Une masse statistique, dans laquelle se meuvent ces tueurs, à l'image- en France- de Francis Heaulmes. Malgré un QI faible, le fait qu'il soit «déséquilibré, alcoolique» et «incapable de conduire», ce dernier put néanmoins tuer à travers toute la France onze personnes, entre novembre 1984 et janvier 1992. Ses victimes ayant toutes un profil radicalement différent, il faudra l'acharnement d'un gendarme- pas soutenu par sa hiérarchie- pour le confondre dans l'un de ses crimes. Les autres ne trouveront leur réponse qu'après.
D'autres agissent à l'abri de tout soupçon, comme Niels Högel dont le procès a débuté il y a tout juste un mois. Cet infirmier allemand est accusé d'avoir tué une centaine de ses patients entre 2000 et 2005 afin d'attirer la reconnaissance de ses collègues et aussi par… «ennui».
Dans un style différent, aux États-Unis, Donald Harvey, qui lui aussi travaillait dans un hôpital, aurait tué pendant 17 ans entre 36 et 57 patients. Il déclarait se sentir «devenir l'égal de Dieu» au moment des injections létales ou lorsqu'il étouffait ses victimes.
La Russie n'est pas en reste. Longtemps décriée par les Soviétiques comme étant une singularité du système capitaliste, la réalité des tueurs en série rattrapa rapidement les autorités lorsqu'elles vinrent à bout de monstres qui sévissaient dans le paradis socialiste, tels que Vasiliy Kulik (13 victimes) ou encore Andreï Tchikatilo (52 victimes). La Russie des années 90 fut marquée par des tueurs tels qu'Alexandre Pitchouchkine (le cinématographique «tueur de l'échiquier», avec ses 48 victimes) Alexander Spesivtsev (19 victimes), ou encore Mikhail Popkov (entre 22 et 81 victimes), pour ne citer que les plus prolifiques.

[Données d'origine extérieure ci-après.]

//! Strongly-typed identifiers used across the domain.

use core::str::FromStr;
use serde::{Deserialize, Serialize};
use uuid::Uuid;

use crate::error::DomainError;

/// Identifier of a catalog product.
#[derive(Debug, Copy, Clone, PartialEq, Eq, Hash, PartialOrd, Ord, Serialize, Deserialize)]
#[serde(transparent)]
pub struct ProductId(Uuid);

/// Identifier of a supplier.
#[derive(Debug, Copy, Clone, PartialEq, Eq, Hash, PartialOrd, Ord, Serialize, Deserialize)]
#[serde(transparent)]
pub struct SupplierId(Uuid);

/// Identifier of a purchase order.
#[derive(Debug, Copy, Clone, PartialEq, Eq, Hash, PartialOrd, Ord, Serialize, Deserialize)]
#[serde(transparent)]
pub struct PurchaseOrderId(Uuid);

/// Identifier of a sales order.
#[derive(Debug, Copy, Clone, PartialEq, Eq, Hash, PartialOrd, Ord, Serialize, Deserialize)]
#[serde(transparent)]
pub struct SalesOrderId(Uuid);

/// Identifier of a stock transaction (movement log row).
#[derive(Debug, Copy, Clone, PartialEq, Eq, Hash, PartialOrd, Ord, Serialize, Deserialize)]
#[serde(transparent)]
pub struct TransactionId(Uuid);

macro_rules! impl_uuid_newtype {
    ($t:ty, $name:literal) => {
        impl $t {
            /// Create a new identifier.
            ///
            /// Uses UUIDv7 (time-ordered), so ids sort by creation time.
            pub fn new() -> Self {
                Self(Uuid::now_v7())
            }

            pub fn from_uuid(uuid: Uuid) -> Self {
                Self(uuid)
            }

            pub fn as_uuid(&self) -> &Uuid {
                &self.0
            }
        }

        impl Default for $t {
            fn default() -> Self {
                Self::new()
            }
        }

        impl core::fmt::Display for $t {
            fn fmt(&self, f: &mut core::fmt::Formatter<'_>) -> core::fmt::Result {
                core::fmt::Display::fmt(&self.0, f)
            }
        }

        impl From<Uuid> for $t {
            fn from(value: Uuid) -> Self {
                Self(value)
            }
        }

        impl From<$t> for Uuid {
            fn from(value: $t) -> Self {
                value.0
            }
        }

        impl FromStr for $t {
            type Err = DomainError;

            fn from_str(s: &str) -> Result<Self, Self::Err> {
                let uuid = Uuid::from_str(s)
                    .map_err(|e| DomainError::invalid_id(format!("{}: {}", $name, e)))?;
                Ok(Self(uuid))
            }
        }
    };
}

impl_uuid_newtype!(ProductId, "ProductId");
impl_uuid_newtype!(SupplierId, "SupplierId");
impl_uuid_newtype!(PurchaseOrderId, "PurchaseOrderId");
impl_uuid_newtype!(SalesOrderId, "SalesOrderId");
impl_uuid_newtype!(TransactionId, "TransactionId");

#[cfg(test)]
mod tests {
    use super::*;

    #[test]
    fn parse_rejects_garbage_with_type_name() {
        match "not-a-uuid".parse::<ProductId>() {
            Err(DomainError::InvalidId(msg)) => assert!(msg.starts_with("ProductId")),
            other => panic!("Expected InvalidId, got {other:?}"),
        }
    }

    #[test]
    fn display_round_trips_through_from_str() {
        let id = SupplierId::new();
        let parsed: SupplierId = id.to_string().parse().unwrap();
        assert_eq!(parsed, id);
    }

    #[test]
    fn ids_serialize_as_bare_uuid_strings() {
        let id = SalesOrderId::new();
        let json = serde_json::to_value(id).unwrap();
        assert_eq!(json, serde_json::Value::String(id.to_string()));
    }
}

Le «phénomène» des serial killer est-il donc dû à l'évolution de notre société (individualisme, frustration…) ou simplement à une plus forte médiatisation, couplé à l'amélioration considérable des moyens d'enquête des forces de l'ordre, permettant d'en confondre un plus grand nombre que par le passé?
Force est de constater que certains profils particulièrement inquiétants se distinguent dans des pays en proie aux troubles économiques et politiques. Ce fut le cas de Pedro López et Luis Garavito, deux Colombiens ayant sévi dans la deuxième moitié du XXe siècle.
Respectivement condamnés pour 110 et 138 meurtres, soit le tiers des crimes qu'ils revendiquent, ils occupent avec Daniel Camargo Barbosa — un autre colombien soupçonné d'avoir tué entre 72 et 150 jeunes filles — les trois premières marches du podium des tueurs en série connus de l'époque contemporaine.